BALANCING GVHD IMMUNOSUPPRESSION AND COVID19 VIRAL REACTIVATION IN A PATIENT WITH ATYPICAL COMPLETE DIGEORGE SYNDROME

INTRODUCTION: Complete DiGeorge syndrome (DGS) accounts for less than 1% of patients with DGS, with atypical DGS being even rarer. We present a patient with atypical complete DGS who developed autoimmune phenomena attributed to autologous GVHD, and subsequent prolonged respiratory failure due to COVID19 pneumonia while on immunosuppression. CASE DESCRIPTION: A 3-year old male infant of a diabetic mother with complete DGS awaiting thymic transplantation, hypoparathyroidism, hypogammaglobulinemia on IVIG, and recent asymptomatic COVID19 infection was admitted for AKI, electrolyte disarray secondary to malabsorption, and warm autoimmune hemolytic anemia.

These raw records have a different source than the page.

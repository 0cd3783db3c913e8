use crate::{IntervalDecision, IntervalReason, TypingConfig, TypingSignal, TypingState};

/// Mean and population standard deviation. Caller guarantees `xs` is non-empty.
fn mean_and_std_dev(xs: &[f64]) -> (f64, f64) {
    let n = xs.len() as f64;
    let mean = xs.iter().sum::<f64>() / n;
    let var = xs.iter().map(|x| (x - mean) * (x - mean)).sum::<f64>() / n;
    (mean, var.sqrt())
}

/// Feed one keystroke interval (milliseconds) into the estimator.
pub fn observe_interval(cfg: &TypingConfig, st: &mut TypingState, interval_ms: f64) -> IntervalDecision {
    // Clock anomalies must not reach the baseline.
    if !interval_ms.is_finite() {
        return IntervalDecision::dropped(IntervalReason::Malformed);
    }
    if interval_ms < 0.0 {
        return IntervalDecision::dropped(IntervalReason::Negative);
    }

    let mut decision = IntervalDecision {
        reason: IntervalReason::Accepted,
        established_now: false,
        anomalous: false,
        signals: Vec::new(),
    };

    let bl = &mut st.baseline;
    bl.sample_count = bl.sample_count.saturating_add(1);

    if !bl.established {
        st.pending.push(interval_ms);
        if bl.sample_count >= cfg.baseline_samples.max(1) {
            let (mean, std_dev) = mean_and_std_dev(&st.pending);
            bl.mean_ms = mean;
            bl.std_dev_ms = std_dev;
            bl.established = true;
            st.pending = Vec::new();
            decision.established_now = true;
        }
    } else {
        // Deviation AND absolute ceiling; neither alone is enough.
        let threshold = cfg.sigma_multiplier * bl.std_dev_ms;
        let deviation = (interval_ms - bl.mean_ms).abs();
        if deviation > threshold && interval_ms < cfg.anomaly_ceiling_ms {
            decision.anomalous = true;
            bl.anomaly_accumulator += cfg.anomaly_increment;
            if bl.anomaly_accumulator > cfg.anomaly_emit_threshold {
                bl.anomaly_accumulator = 0.0;
                decision.signals.push(TypingSignal::Anomaly {
                    interval_ms,
                    mean_ms: bl.mean_ms,
                    threshold_ms: threshold,
                });
            }
        }
    }

    // Burst run is independent of the baseline.
    if interval_ms < cfg.burst_threshold_ms {
        st.burst_run = st.burst_run.saturating_add(1);
    } else {
        st.burst_run = st.burst_run.saturating_sub(1);
    }
    if st.burst_run >= cfg.burst_run_length.max(1) {
        decision.signals.push(TypingSignal::Burst {
            run_length: st.burst_run,
        });
        st.burst_run = 0;
    }

    decision
}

A month prior he had a persistent eczematous rash, chronic cough, recurrent diarrhea, and thinning hair. Labs revealed uptrending total IgE to 10,000 IU/ml, no eosinophilia, an oligoclonal population of gamma-delta T cells, and increased numbers of CD4+ and CD8+ lymphocytes, which were primarily CD45RO+ central memory T cells. A large portion were activated and expressed HLA-DR. Mitogen proliferation was normal. Given these findings, he was diagnosed with autologous GVHD secondary to autoreactive oligoclonal T cells, and subsequently, atypical complete DGS. Tacrolimus and methylprednisolone were started for immunosuppression. IgE and CD3+ T cells decreased on immunosuppression, but he developed hypoxemic respiratory failure with prolonged intubation due to COVID19 pneumonia. Immunosuppression was gradually weaned. IgE and CD3+ cells increased slightly, but he showed no clinical signs of GVHD and was discharged home after a 3.5 month hospital stay. DISCUSSION: This case highlights the difficult balance between immunosuppression and viral reactivation. After starting immunosuppression for treatment of GVHD, he developed severe COVID19 pneumonia.